[EXERCISE DATA — start]
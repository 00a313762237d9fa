// This Source Code Form is subject to the terms of the Mozilla Public
// License, v. 2.0. If a copy of the MPL was not distributed with this
// file, You can obtain one at http://mozilla.org/MPL/2.0/.

//! waveloom: plugin host and audio pipeline core for a music player.
//!
//! Wires together plugin discovery, the event bus, the streamer, the
//! output sink controller, and the transport command loop behind a line
//! console standing in for a real GUI/message-pump collaborator.

mod config;

use abi_stable::sabi_trait::TD_Opaque;
use config::HostConfig;
use directories::ProjectDirs;
use std::io::{BufRead, Write};
use std::sync::Arc;
use tracing::info;
use tracing_subscriber::{fmt, prelude::*, EnvFilter};
use waveloom_core::{
    BuiltinPlugin, CommandLoop, Event, EventBus, EventKind, HostFacade, InMemoryPlaylist,
    NullOutputSink, PlayItem, PluginRegistry, SinkController, Streamer, TransportCommand,
};
use waveloom_plugin_api::{DecoderPlugin_TO, OutputSinkPlugin_TO};

fn main() {
    tracing_subscriber::registry()
        .with(fmt::layer())
        .with(EnvFilter::from_default_env().add_directive("waveloom=info".parse().unwrap()))
        .init();

    info!("starting waveloom");

    let dirs = ProjectDirs::from("org", "waveloom", "waveloom");
    let config_path = dirs
        .as_ref()
        .map(|d| d.config_dir().join("waveloom.toml"))
        .unwrap_or_else(|| "waveloom.toml".into());
    let config = match HostConfig::load(&config_path) {
        Ok(c) => c,
        Err(e) => {
            tracing::error!(error = %e, "failed to load configuration, using defaults");
            HostConfig::default()
        }
    };

    // The host façade has to exist before plugin discovery: discovery calls
    // each module's `<stem>_load` with the façade's function table (spec
    // §4.1). The transport channel is created ahead of `CommandLoop` itself
    // so the façade can hold a sender before anything is listening on it —
    // `SyncSender::try_send` queues fine with no receiver yet.
    let bus = Arc::new(EventBus::new());
    let (transport_tx, transport_rx) = waveloom_core::transport_channel();
    let host = Arc::new(HostFacade::new(bus.clone(), transport_tx.clone()));

    let mut registry = PluginRegistry::new();
    registry.register_builtin(
        "wav",
        BuiltinPlugin::Decoder(DecoderPlugin_TO::from_value(
            waveloom_wav_decoder::WavDecoderPlugin::new(),
            TD_Opaque,
        )),
    );
    registry.register_builtin(
        "null",
        BuiltinPlugin::Output(OutputSinkPlugin_TO::from_value(
            NullOutputSink::new(),
            TD_Opaque,
        )),
    );

    if let Some(dirs) = &dirs {
        let plugin_dir = dirs.data_dir().join("plugins");
        if plugin_dir.is_dir() {
            if let Err(e) = registry.discover(&plugin_dir, &host.host_functions()) {
                tracing::warn!(error = %e, dir = %plugin_dir.display(), "plugin discovery failed");
            }
        }
    }
    for dir in &config.extra_plugin_dirs {
        if let Err(e) = registry.discover(dir, &host.host_functions()) {
            tracing::warn!(error = %e, dir = %dir.display(), "plugin discovery failed");
        }
    }

    let output = match registry.take_output(&config.output_id) {
        Some(record) => record.into_plugin(),
        None => {
            tracing::warn!(
                id = %config.output_id,
                "configured output sink not found, falling back to the null sink"
            );
            registry
                .take_output("null")
                .expect("null output sink is always registered")
                .into_plugin()
        }
    };

    let playlist = Arc::new(InMemoryPlaylist::new(Vec::new()));
    let playlist_handle: Arc<dyn waveloom_core::PlaylistHandle> = playlist.clone();
    let streamer = Arc::new(Streamer::new(
        bus.clone(),
        registry.decoder_table(),
        playlist_handle.clone(),
    ));
    let sink = Arc::new(SinkController::new(output, streamer.clone()));
    // Kept alive for the rest of `main`: dropping it would join and tear
    // down the transport thread immediately.
    let _command_loop = CommandLoop::spawn(
        bus.clone(),
        streamer.clone(),
        sink.clone(),
        playlist_handle,
        transport_tx,
        transport_rx,
    );

    let _sub = host.subscribe("console", EventKind::SongStarted, |event| {
        if let Event::SongStarted { item, .. } = event {
            info!(locator = %item.locator, "now playing");
        }
    });

    run_console(&host, &playlist);
}

/// A line-oriented transport console, standing in for the external
/// GUI/message-pump collaborator that would otherwise drive the host façade.
fn run_console(host: &HostFacade, playlist: &Arc<InMemoryPlaylist>) {
    println!("waveloom ready. commands: add <path> | play | pause | unpause | next | prev | stop | seek <secs> | quit");
    let stdin = std::io::stdin();
    print!("> ");
    let _ = std::io::stdout().flush();

    for line in stdin.lock().lines() {
        let Ok(line) = line else { break };
        let mut parts = line.trim().splitn(2, ' ');
        let cmd = parts.next().unwrap_or("");
        let arg = parts.next().unwrap_or("").trim();

        let result: Result<(), String> = match cmd {
            "add" => {
                playlist.push(make_item(arg));
                Ok(())
            }
            "play" => host.post_transport(TransportCommand::PlaySong).map_err(|e| e.to_string()),
            "pause" => host.post_transport(TransportCommand::PauseSong).map_err(|e| e.to_string()),
            "unpause" => host
                .post_transport(TransportCommand::UnpauseSong)
                .map_err(|e| e.to_string()),
            "next" => host.post_transport(TransportCommand::NextSong).map_err(|e| e.to_string()),
            "prev" => host.post_transport(TransportCommand::PrevSong).map_err(|e| e.to_string()),
            "stop" => host.post_transport(TransportCommand::StopSong).map_err(|e| e.to_string()),
            "seek" => match arg.parse::<f64>() {
                Ok(t) => host.post_transport(TransportCommand::Seek(t)).map_err(|e| e.to_string()),
                Err(_) => Err("usage: seek <seconds>".to_string()),
            },
            "quit" | "exit" => {
                let _ = host.post_transport(TransportCommand::Terminate);
                break;
            }
            "" => Ok(()),
            other => Err(format!("unknown command: {other}")),
        };
        if let Err(e) = result {
            eprintln!("error: {e}");
        }
        print!("> ");
        let _ = std::io::stdout().flush();
    }
}

fn make_item(locator: &str) -> PlayItem {
    PlayItem {
        locator: locator.to_string(),
        decoder_id: "wav".to_string(),
        filetype: "WAV".to_string(),
        total_samples: 0,
        sample_rate: 0,
        channels: 0,
        bits_per_sample: 0,
        is_float: false,
        is_big_endian: false,
        channel_mask: 0,
        start_sample: 0,
        end_sample: 0,
        metadata: Default::default(),
    }
}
[EXERCISE DATA — finish]
PROBLEM DETAILS
For the listing above, state how many lines contain the string "prev". Give the number and nothing else.

OUTPUT
2